> [Task item]:
Set down exactly the lines in the records below that run from the line with "use super::ToolSpec;" to the line with "fn default() ->", inclusive, and nothing more.

> [Material for the task]:

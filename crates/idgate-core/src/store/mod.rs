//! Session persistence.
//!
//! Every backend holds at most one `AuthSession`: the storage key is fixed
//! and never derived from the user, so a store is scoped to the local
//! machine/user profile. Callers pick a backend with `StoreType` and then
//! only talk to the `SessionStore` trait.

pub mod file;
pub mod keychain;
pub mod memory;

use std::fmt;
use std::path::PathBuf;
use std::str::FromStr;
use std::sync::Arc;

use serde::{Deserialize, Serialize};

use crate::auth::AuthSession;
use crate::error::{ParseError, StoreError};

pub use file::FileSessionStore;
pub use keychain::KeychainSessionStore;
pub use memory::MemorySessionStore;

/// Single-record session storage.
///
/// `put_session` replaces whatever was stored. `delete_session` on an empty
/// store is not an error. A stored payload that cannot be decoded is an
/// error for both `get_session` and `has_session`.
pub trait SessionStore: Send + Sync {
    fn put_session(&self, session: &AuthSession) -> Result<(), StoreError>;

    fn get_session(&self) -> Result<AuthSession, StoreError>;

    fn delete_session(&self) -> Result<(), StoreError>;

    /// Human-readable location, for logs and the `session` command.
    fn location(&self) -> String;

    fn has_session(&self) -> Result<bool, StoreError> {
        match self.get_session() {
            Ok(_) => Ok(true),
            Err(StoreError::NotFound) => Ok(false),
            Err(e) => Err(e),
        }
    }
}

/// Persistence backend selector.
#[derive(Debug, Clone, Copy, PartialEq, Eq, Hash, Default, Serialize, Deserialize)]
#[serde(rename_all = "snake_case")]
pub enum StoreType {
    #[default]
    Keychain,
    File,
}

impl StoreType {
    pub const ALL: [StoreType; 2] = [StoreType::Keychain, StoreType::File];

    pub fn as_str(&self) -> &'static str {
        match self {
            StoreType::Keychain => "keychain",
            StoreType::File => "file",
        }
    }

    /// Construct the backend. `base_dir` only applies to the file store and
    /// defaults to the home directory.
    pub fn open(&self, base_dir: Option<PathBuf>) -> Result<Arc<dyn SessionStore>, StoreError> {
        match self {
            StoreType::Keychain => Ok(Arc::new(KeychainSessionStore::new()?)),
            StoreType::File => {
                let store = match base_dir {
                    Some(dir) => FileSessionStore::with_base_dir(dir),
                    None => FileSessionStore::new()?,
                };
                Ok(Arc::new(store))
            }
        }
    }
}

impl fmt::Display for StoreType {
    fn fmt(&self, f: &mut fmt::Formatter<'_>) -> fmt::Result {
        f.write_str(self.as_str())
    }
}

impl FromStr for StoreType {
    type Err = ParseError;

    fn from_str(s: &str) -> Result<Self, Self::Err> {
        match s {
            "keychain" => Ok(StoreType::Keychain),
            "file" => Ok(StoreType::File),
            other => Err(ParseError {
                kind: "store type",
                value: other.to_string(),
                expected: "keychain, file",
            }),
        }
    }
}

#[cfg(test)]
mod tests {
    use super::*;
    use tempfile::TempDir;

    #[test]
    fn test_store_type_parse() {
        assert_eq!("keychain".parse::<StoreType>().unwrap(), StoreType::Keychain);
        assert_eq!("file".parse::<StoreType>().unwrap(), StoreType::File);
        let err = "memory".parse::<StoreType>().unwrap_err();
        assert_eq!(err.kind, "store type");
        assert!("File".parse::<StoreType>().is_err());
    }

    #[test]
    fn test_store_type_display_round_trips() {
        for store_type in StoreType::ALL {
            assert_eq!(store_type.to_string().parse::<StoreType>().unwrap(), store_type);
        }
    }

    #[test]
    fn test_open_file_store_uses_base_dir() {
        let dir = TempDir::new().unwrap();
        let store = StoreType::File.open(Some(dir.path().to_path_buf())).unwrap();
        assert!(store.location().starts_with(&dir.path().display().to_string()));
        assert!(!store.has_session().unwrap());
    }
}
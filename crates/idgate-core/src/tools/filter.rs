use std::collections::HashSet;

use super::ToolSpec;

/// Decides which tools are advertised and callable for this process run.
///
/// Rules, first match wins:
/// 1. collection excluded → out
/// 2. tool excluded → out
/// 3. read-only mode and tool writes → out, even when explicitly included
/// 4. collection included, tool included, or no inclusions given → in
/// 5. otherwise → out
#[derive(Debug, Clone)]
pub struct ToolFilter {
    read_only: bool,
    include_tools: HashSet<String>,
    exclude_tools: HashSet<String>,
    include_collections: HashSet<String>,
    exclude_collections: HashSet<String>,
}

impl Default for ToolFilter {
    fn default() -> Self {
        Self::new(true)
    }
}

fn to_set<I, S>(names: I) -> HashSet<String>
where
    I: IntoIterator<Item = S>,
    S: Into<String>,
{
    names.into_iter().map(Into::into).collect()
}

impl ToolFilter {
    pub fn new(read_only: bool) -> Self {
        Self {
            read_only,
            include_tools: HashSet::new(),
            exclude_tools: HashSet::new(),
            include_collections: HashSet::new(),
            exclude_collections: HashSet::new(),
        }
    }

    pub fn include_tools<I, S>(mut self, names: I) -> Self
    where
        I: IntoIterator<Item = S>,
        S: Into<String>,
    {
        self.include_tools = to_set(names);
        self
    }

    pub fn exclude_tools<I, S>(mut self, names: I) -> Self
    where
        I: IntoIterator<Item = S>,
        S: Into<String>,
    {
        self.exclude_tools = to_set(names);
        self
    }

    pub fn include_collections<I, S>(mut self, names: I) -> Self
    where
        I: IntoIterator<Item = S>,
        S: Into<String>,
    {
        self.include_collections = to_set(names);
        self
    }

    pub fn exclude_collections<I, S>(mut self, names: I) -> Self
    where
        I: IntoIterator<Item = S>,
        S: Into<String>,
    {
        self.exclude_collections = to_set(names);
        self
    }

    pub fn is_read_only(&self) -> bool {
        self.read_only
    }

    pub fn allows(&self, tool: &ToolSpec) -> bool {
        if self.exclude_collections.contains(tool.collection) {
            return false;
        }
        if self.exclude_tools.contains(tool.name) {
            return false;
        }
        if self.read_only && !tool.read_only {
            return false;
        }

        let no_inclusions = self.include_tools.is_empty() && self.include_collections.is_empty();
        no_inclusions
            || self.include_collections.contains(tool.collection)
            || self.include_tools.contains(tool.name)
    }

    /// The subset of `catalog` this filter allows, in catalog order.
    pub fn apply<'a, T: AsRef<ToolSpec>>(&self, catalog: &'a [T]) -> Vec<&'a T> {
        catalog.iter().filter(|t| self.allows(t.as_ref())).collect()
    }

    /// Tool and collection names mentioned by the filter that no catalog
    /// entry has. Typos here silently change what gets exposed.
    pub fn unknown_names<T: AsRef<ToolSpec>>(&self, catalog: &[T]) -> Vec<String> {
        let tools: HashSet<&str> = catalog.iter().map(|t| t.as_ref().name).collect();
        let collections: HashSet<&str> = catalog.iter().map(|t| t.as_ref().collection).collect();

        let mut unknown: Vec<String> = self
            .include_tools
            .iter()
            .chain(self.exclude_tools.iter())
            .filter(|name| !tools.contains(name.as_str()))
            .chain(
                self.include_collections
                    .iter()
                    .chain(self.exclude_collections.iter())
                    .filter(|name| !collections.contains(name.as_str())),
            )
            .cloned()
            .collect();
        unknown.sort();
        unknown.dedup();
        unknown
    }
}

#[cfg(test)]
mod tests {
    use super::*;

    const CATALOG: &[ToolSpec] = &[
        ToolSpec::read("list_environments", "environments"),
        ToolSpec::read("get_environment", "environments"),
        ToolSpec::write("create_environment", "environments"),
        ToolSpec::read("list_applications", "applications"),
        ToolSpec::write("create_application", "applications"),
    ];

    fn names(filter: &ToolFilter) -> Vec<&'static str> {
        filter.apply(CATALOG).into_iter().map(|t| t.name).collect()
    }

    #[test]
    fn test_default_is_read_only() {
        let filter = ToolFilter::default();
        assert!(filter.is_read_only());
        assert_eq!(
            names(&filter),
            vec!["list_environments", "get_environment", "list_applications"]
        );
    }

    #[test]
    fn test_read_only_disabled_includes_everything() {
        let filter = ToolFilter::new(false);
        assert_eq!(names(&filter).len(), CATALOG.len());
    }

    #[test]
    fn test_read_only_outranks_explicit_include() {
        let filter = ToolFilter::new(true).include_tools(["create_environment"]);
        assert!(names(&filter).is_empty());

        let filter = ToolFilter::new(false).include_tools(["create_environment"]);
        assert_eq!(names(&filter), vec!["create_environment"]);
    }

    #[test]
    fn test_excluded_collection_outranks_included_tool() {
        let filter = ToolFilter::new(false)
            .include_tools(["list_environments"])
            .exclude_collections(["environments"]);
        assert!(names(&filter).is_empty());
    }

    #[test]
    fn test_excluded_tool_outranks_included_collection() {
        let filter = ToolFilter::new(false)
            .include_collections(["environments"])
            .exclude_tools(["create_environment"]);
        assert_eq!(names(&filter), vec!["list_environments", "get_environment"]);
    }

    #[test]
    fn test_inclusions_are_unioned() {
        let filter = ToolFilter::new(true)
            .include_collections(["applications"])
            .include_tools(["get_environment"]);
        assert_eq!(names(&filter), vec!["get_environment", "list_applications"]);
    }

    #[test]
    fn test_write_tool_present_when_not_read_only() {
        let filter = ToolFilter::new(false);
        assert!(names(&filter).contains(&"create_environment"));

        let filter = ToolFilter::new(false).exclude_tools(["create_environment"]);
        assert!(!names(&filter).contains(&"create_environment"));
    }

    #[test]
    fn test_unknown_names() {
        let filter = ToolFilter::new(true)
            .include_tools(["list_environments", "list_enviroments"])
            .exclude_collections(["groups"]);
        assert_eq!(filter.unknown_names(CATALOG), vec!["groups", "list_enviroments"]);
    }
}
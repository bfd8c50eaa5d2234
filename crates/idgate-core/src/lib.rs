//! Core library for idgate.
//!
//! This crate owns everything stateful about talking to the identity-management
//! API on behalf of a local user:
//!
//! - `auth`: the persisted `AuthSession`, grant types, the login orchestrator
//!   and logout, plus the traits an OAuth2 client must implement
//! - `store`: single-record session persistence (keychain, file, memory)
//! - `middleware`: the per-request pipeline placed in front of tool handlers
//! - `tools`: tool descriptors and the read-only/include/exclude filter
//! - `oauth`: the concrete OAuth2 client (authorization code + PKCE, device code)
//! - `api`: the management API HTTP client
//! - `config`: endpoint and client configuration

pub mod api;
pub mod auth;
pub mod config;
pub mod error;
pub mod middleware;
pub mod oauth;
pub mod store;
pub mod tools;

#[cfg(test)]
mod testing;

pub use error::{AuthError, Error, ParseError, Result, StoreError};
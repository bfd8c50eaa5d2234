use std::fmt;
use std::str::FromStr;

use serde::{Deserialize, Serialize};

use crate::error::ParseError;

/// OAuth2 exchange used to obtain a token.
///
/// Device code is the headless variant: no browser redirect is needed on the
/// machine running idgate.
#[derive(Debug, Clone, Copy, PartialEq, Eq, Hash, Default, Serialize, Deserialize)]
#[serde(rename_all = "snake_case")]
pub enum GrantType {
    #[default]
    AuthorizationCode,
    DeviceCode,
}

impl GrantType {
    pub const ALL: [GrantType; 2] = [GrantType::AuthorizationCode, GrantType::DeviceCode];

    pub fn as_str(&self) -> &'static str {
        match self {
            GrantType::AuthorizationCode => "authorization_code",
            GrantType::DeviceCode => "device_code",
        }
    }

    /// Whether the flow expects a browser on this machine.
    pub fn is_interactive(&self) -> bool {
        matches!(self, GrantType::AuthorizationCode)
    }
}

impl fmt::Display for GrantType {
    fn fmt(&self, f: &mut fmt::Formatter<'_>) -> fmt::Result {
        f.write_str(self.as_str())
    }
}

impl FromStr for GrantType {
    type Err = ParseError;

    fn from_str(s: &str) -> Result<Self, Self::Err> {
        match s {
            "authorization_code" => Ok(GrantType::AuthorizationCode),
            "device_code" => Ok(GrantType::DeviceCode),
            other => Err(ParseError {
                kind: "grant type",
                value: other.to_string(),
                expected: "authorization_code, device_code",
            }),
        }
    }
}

> [Exercise result]:
use super::ToolSpec;

/// Decides which tools are advertised and callable for this process run.
///
/// Rules, first match wins:
/// 1. collection excluded → out
/// 2. tool excluded → out
/// 3. read-only mode and tool writes → out, even when explicitly included
/// 4. collection included, tool included, or no inclusions given → in
/// 5. otherwise → out
#[derive(Debug, Clone)]
pub struct ToolFilter {
    read_only: bool,
    include_tools: HashSet<String>,
    exclude_tools: HashSet<String>,
    include_collections: HashSet<String>,
    exclude_collections: HashSet<String>,
}

impl Default for ToolFilter {
    fn default() -> Self {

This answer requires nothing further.